Según algunos estudios, el perfil medio del cuidador de un enfermo crónico se corresponde a una mujer de entre 45 y 60 años. Son edades en que muchas mujeres afrontan nuevas etapas de la vida que conllevan posibilidades de desarrollo personal. Crecidos los hijos, han empezado a adquirir una relativa autonomía que les permite plantearse proyectos, cultivar aficiones, emprender estudios, etc. Todo esto, sin embargo, queda bloqueado al asumir la labor cuidadora. La renuncia forzosa a nuevos horizontes engendra frustración y abatimiento. En muchos casos, la mujer se desatiende a sí misma, no se relaciona con las amistades o renuncia a actividades de ocio. Su derecho a llevar una vida propia queda aplazado sin fecha. Por grande que sea la recompensa sentimental de su decisión, es evidente lo elevado del precio en términos psicológicos y vitales.

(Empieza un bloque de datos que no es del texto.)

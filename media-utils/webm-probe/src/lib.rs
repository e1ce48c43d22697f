//! Summarize WebM and Matroska files.
//!
//! The walk reads element headers and only the leaf values it reports on,
//! skipping frame data. Recordings written by live muxers (unknown-size
//! Segment and Clusters, no Duration, no Cues) and files cut off mid-write
//! are summarized rather than rejected.

pub use error::{Error, Result};
pub use report::{
    DEFAULT_TIMESTAMP_SCALE_NANOS, Problem, ProbeReport, TrackKind, TrackSummary, probe_path,
    probe_reader,
};
pub use tags::Tag;
pub use vint::ElementSize;

mod error;
mod reader;
mod report;
mod tags;
mod vint;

Se han descrito muchos síntomas del «síndrome del cuidador». Además de los ya señalados, están la impaciencia frente al enfermo («¿pero no te he dicho que no hagas esto?»), las reacciones irascibles inesperadas («ya estoy harto / harta»), las tensiones con otros familiares, la dificultad de concentración, la actitud de desgana hacia tareas cotidianas, la autocompasión, el aislamiento, el sentimiento de derrota, la fatiga física y la aparición de alteraciones psicosomáticas diversas que van del insomnio a los problemas digestivos. Son trastornos merecedores de tanta atención como la prestada al enfermo atendido, pero que permanecen agazapados como si ocuparse de ellos fuera un signo de egoísmo.
Todo lo contrario. El buen cuidador sólo cumplirá bien su tarea si mantiene su plenitud personal y su salud física y psíquica. No es, por tanto, ninguna traición al enfermo mayor el recurso a asistentes profesionales en quienes delegar parte de la atención, como tampoco lo es la búsqueda de un espacio personal que permita regalarse tiempo, mantener un régimen de vida normalizado, enfrentarse a las situaciones con más frialdad y no dejarse devorar por la dependencia. El exceso de dedicación a un enfermo puede acabar creando dos enfermos.